_TRY IT_:
Note every line in the entries that contains the string "usize", and copy it.

Collected data:
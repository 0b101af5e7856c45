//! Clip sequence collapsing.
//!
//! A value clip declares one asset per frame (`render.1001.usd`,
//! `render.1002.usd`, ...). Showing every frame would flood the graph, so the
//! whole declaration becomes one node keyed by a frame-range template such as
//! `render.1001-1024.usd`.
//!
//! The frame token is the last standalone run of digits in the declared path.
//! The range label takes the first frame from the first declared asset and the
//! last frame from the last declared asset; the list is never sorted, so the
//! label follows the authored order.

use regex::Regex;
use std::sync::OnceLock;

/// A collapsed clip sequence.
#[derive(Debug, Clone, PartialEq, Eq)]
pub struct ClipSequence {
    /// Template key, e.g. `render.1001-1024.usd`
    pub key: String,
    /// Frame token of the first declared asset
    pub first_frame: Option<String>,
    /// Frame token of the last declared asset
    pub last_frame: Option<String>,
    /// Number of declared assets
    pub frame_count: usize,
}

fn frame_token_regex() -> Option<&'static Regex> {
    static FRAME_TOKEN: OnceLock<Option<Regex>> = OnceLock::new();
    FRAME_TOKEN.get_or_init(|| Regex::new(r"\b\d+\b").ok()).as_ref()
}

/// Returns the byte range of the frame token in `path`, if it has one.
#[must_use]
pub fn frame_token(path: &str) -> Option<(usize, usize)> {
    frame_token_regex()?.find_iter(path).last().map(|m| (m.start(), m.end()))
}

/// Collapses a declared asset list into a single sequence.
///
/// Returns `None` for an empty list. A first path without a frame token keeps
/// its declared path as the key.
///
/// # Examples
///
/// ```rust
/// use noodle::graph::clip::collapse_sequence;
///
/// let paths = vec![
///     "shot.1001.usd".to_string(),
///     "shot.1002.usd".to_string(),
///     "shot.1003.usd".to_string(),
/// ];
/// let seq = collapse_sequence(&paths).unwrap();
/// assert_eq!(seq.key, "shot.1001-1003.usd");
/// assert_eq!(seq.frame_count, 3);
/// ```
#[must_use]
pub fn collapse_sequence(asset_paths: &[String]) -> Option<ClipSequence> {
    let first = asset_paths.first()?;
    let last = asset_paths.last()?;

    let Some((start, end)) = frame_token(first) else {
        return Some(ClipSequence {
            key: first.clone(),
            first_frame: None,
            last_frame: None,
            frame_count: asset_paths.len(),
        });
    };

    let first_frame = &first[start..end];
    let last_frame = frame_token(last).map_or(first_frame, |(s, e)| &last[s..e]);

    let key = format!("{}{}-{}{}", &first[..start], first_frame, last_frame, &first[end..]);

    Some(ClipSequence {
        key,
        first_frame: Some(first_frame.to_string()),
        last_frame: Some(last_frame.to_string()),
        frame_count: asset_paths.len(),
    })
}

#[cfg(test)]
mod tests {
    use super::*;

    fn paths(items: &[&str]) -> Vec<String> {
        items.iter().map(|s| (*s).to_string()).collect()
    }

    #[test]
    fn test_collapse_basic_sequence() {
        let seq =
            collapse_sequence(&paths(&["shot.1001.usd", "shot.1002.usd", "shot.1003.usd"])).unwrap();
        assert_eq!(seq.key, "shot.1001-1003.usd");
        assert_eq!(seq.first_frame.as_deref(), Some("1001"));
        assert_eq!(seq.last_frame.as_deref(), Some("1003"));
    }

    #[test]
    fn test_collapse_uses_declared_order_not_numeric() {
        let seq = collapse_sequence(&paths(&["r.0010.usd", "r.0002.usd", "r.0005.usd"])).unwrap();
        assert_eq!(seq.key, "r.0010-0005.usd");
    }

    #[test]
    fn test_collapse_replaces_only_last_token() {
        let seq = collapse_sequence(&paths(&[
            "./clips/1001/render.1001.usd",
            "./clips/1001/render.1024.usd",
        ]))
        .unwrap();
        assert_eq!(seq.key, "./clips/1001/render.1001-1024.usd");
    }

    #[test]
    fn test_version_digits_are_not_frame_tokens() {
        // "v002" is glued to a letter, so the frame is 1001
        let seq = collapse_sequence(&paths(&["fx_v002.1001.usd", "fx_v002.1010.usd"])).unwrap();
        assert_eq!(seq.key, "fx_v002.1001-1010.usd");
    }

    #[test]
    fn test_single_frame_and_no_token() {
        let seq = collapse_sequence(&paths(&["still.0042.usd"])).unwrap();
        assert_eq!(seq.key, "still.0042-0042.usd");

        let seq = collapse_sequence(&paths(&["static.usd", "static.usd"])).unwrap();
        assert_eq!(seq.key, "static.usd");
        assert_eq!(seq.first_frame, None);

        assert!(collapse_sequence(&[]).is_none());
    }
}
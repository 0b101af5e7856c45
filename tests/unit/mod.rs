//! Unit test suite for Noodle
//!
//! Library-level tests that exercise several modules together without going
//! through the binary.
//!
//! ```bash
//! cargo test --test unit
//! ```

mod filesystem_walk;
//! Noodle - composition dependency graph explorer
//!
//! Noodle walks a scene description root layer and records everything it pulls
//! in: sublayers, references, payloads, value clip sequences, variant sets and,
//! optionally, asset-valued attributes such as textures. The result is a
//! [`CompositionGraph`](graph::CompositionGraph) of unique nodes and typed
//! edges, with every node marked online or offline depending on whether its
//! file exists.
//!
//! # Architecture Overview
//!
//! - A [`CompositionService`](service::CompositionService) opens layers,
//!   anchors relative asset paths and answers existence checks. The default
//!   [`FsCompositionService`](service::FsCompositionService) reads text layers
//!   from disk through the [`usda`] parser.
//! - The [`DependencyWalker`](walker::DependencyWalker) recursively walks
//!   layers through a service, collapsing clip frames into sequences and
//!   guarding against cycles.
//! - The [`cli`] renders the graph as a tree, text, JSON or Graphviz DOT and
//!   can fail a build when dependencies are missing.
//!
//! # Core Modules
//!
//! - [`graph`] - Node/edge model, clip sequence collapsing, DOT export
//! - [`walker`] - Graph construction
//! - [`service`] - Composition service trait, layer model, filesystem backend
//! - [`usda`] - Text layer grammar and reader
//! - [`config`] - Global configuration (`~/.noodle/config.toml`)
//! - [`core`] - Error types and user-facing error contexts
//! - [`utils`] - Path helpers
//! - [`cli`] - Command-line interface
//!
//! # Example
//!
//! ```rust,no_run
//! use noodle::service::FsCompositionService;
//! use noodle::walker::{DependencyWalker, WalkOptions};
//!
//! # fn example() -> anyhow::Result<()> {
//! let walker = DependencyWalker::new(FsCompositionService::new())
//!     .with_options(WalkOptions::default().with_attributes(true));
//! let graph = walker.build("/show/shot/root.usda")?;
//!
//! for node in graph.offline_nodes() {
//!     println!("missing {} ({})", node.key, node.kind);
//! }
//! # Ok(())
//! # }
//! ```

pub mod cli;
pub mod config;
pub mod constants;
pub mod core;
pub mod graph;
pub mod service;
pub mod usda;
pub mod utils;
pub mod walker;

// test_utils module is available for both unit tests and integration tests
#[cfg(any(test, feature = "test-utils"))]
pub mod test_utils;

_WRITTEN RESPONSE_:
    pub frame_count: usize,
pub fn frame_token(path: &str) -> Option<(usize, usize)> {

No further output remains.